*** DATA SHOWN Section Begins ***

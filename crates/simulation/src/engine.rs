//! The market engine: one discrete tick over the whole instrument set.
//!
//! The engine holds the authoritative in-memory instrument collection, the
//! live event set, and the news feed; no other component owns them. It is
//! invoked on a fixed external cadence and never schedules itself.

use std::collections::HashMap;

use rand::SeedableRng;
use rand::rngs::StdRng;

use market::{MarketClock, MarketClockState, PriceModel, TickContext};
use news::{EventGenerator, MarketEvent, NewsFeed, NewsItem};
use types::{Instrument, Sentiment, Symbol, Timestamp};

use crate::config::SimulationConfig;

// =============================================================================
// MarketEngine
// =============================================================================

/// Orchestrates clock, event generator, and price model over one tick.
pub struct MarketEngine {
    /// Session clock state (open/closed, sentiment lever).
    clock: MarketClock,

    /// The per-instrument price process.
    price_model: PriceModel,

    /// Stochastic event source.
    generator: EventGenerator,

    /// Authoritative instrument collection, keyed by symbol.
    instruments: HashMap<Symbol, Instrument>,

    /// Catalog ordering for stable iteration.
    catalog_order: Vec<Symbol>,

    /// Live (possibly expired-but-unpruned) market events.
    events: Vec<MarketEvent>,

    /// Bounded newest-first news list.
    news: NewsFeed,

    /// Noise source for the price model, separate stream from the
    /// event generator's.
    rng: StdRng,
}

impl MarketEngine {
    /// Build an engine over the given instruments.
    pub fn new(instruments: Vec<Instrument>, config: &SimulationConfig, now: Timestamp) -> Self {
        let catalog_order: Vec<Symbol> = instruments.iter().map(|i| i.symbol.clone()).collect();
        let instruments = instruments
            .into_iter()
            .map(|i| (i.symbol.clone(), i))
            .collect();

        Self {
            clock: MarketClock::new(now),
            price_model: PriceModel::new(config.price.clone()),
            generator: EventGenerator::new(config.events.clone(), config.seed),
            instruments,
            catalog_order,
            events: Vec::new(),
            news: NewsFeed::new(config.max_news_items),
            rng: StdRng::seed_from_u64(config.seed.wrapping_add(1)),
        }
    }

    /// Advance the simulation by one tick.
    ///
    /// # Phases
    ///
    /// 1. Refresh clock state (open/closed)
    /// 2. Maybe spawn a market event; derive its news item synchronously
    /// 3. Sum active event impacts per symbol, pruning expired events in
    ///    the same pass
    /// 4. Run the price model over every instrument
    pub fn tick(&mut self, now: Timestamp) {
        self.clock.refresh(now);

        if let Some(event) = self.generator.maybe_spawn(now, &self.catalog_order) {
            tracing::info!(
                id = %event.id,
                kind = ?event.kind,
                impact_pct = event.price_impact_pct,
                affected = event.affected_symbols.len(),
                "market event spawned"
            );
            self.news.push(NewsItem::from_event(&event));
            self.events.push(event);
        }

        // Impact pass doubles as the expiry sweep: only active events
        // contribute, and inactive ones are dropped from the live set.
        let mut impacts: HashMap<Symbol, f64> = HashMap::new();
        for event in self.events.iter().filter(|e| e.is_active(now)) {
            for symbol in &event.affected_symbols {
                *impacts.entry(symbol.clone()).or_insert(0.0) += event.impact_fraction();
            }
        }
        self.events.retain(|e| e.is_active(now));

        let market_open = self.clock.is_open();
        let sentiment = self.clock.sentiment();
        for symbol in &self.catalog_order {
            if let Some(instrument) = self.instruments.get_mut(symbol) {
                let ctx = TickContext {
                    now,
                    market_open,
                    sentiment,
                    event_impact: impacts.get(symbol).copied().unwrap_or(0.0),
                };
                self.price_model.advance(instrument, &ctx, &mut self.rng);
            }
        }
    }

    // =========================================================================
    // Accessors
    // =========================================================================

    /// Instruments in catalog order.
    pub fn instruments(&self) -> impl Iterator<Item = &Instrument> {
        self.catalog_order
            .iter()
            .filter_map(|s| self.instruments.get(s))
    }

    /// Look up one instrument by symbol.
    pub fn instrument(&self, symbol: &str) -> Option<&Instrument> {
        self.instruments.get(symbol)
    }

    /// The instrument collection keyed by symbol (for valuation lookups).
    pub fn instrument_map(&self) -> &HashMap<Symbol, Instrument> {
        &self.instruments
    }

    /// Snapshot of the instruments, in catalog order (for persistence).
    pub fn instrument_snapshot(&self) -> Vec<Instrument> {
        self.instruments().cloned().collect()
    }

    /// The exposed market clock state.
    pub fn clock_state(&self) -> &MarketClockState {
        self.clock.state()
    }

    /// The news feed, newest first.
    pub fn news(&self) -> &NewsFeed {
        &self.news
    }

    /// Currently live market events.
    pub fn active_events(&self) -> &[MarketEvent] {
        &self.events
    }

    /// Set the global sentiment lever.
    pub fn set_sentiment(&mut self, sentiment: Sentiment) {
        self.clock.set_sentiment(sentiment);
    }
}

// =============================================================================
// Tests
// =============================================================================

#[cfg(test)]
mod tests {
    use super::*;
    use crate::catalog::default_catalog;
    use news::EventGeneratorConfig;
    use types::Price;

    fn quiet_config() -> SimulationConfig {
        SimulationConfig::default()
            .with_events(EventGeneratorConfig::disabled())
            .with_backfill_days(0)
    }

    fn noisy_config() -> SimulationConfig {
        SimulationConfig::default()
            .with_events(EventGeneratorConfig::always())
            .with_backfill_days(0)
    }

    #[test]
    fn test_tick_moves_every_instrument() {
        let mut engine = MarketEngine::new(default_catalog(), &quiet_config(), 0);
        let before: Vec<Price> = engine.instruments().map(|i| i.price).collect();

        engine.tick(5_000);

        let after: Vec<Price> = engine.instruments().map(|i| i.price).collect();
        assert_eq!(before.len(), after.len());
        // A zero-probability coincidence aside, at least one price moved
        assert_ne!(before, after);
    }

    #[test]
    fn test_instruments_keep_catalog_order() {
        let catalog = default_catalog();
        let expected: Vec<Symbol> = catalog.iter().map(|i| i.symbol.clone()).collect();
        let mut engine = MarketEngine::new(catalog, &quiet_config(), 0);
        engine.tick(5_000);

        let actual: Vec<Symbol> = engine.instruments().map(|i| i.symbol.clone()).collect();
        assert_eq!(actual, expected);
    }

    #[test]
    fn test_price_floor_invariant() {
        let mut engine = MarketEngine::new(default_catalog(), &noisy_config(), 0);
        for i in 1..=500u64 {
            engine.tick(i * 5_000);
            assert!(
                engine.instruments().all(|inst| inst.price >= Price::from_float(0.01)),
                "floor violated at tick {i}"
            );
        }
    }

    #[test]
    fn test_events_spawn_and_expire() {
        let mut engine = MarketEngine::new(default_catalog(), &noisy_config(), 0);

        engine.tick(0);
        assert_eq!(engine.active_events().len(), 1);
        let first = engine.active_events()[0].clone();
        assert!(!engine.news().is_empty());

        // Tick while the event is still active
        engine.tick(60_000);
        assert!(engine.active_events().iter().any(|e| e.id == first.id));

        // Jump past the longest event duration (240 minutes)
        let later = 241 * 60_000;
        engine.tick(later);
        assert!(
            engine.active_events().iter().all(|e| e.id != first.id),
            "expired event must be pruned from the active set"
        );
        // The event spawned this tick is active
        assert!(engine.active_events().iter().all(|e| e.is_active(later)));
    }

    #[test]
    fn test_news_cap() {
        let mut engine = MarketEngine::new(default_catalog(), &noisy_config(), 0);
        for i in 0..200u64 {
            engine.tick(i * 5_000);
        }
        assert_eq!(engine.news().len(), 50);
    }

    #[test]
    fn test_history_cap_over_long_run() {
        let config = SimulationConfig {
            price: market::PriceModelConfig {
                max_history_points: 100,
                ..Default::default()
            },
            ..quiet_config()
        };
        let mut engine = MarketEngine::new(default_catalog(), &config, 0);

        // One tick per simulated minute, well past the cap
        for i in 1..=300u64 {
            engine.tick(i * 60_000);
        }

        assert!(engine.instruments().all(|i| i.price_history.len() <= 100));
        assert!(engine.instruments().all(|i| i.price_history.len() >= 99));
    }

    #[test]
    fn test_sentiment_reaches_clock_state() {
        let mut engine = MarketEngine::new(default_catalog(), &quiet_config(), 0);
        engine.set_sentiment(Sentiment::Bearish);
        assert_eq!(engine.clock_state().sentiment, Sentiment::Bearish);
    }

    #[test]
    fn test_same_seed_same_path() {
        let config = quiet_config().with_seed(123);
        let mut a = MarketEngine::new(default_catalog(), &config, 0);
        let mut b = MarketEngine::new(default_catalog(), &config, 0);

        for i in 1..=50u64 {
            a.tick(i * 5_000);
            b.tick(i * 5_000);
        }

        let pa: Vec<Price> = a.instruments().map(|i| i.price).collect();
        let pb: Vec<Price> = b.instruments().map(|i| i.price).collect();
        assert_eq!(pa, pb);
    }
}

*** DATA SHOWN Section Ends ***

◆ ABOUT THIS TASK
The answer is every line in the data where the word "spawned" appears.

◆ RESULT OF THIS TASK
                "market event spawned"
        // The event spawned this tick is active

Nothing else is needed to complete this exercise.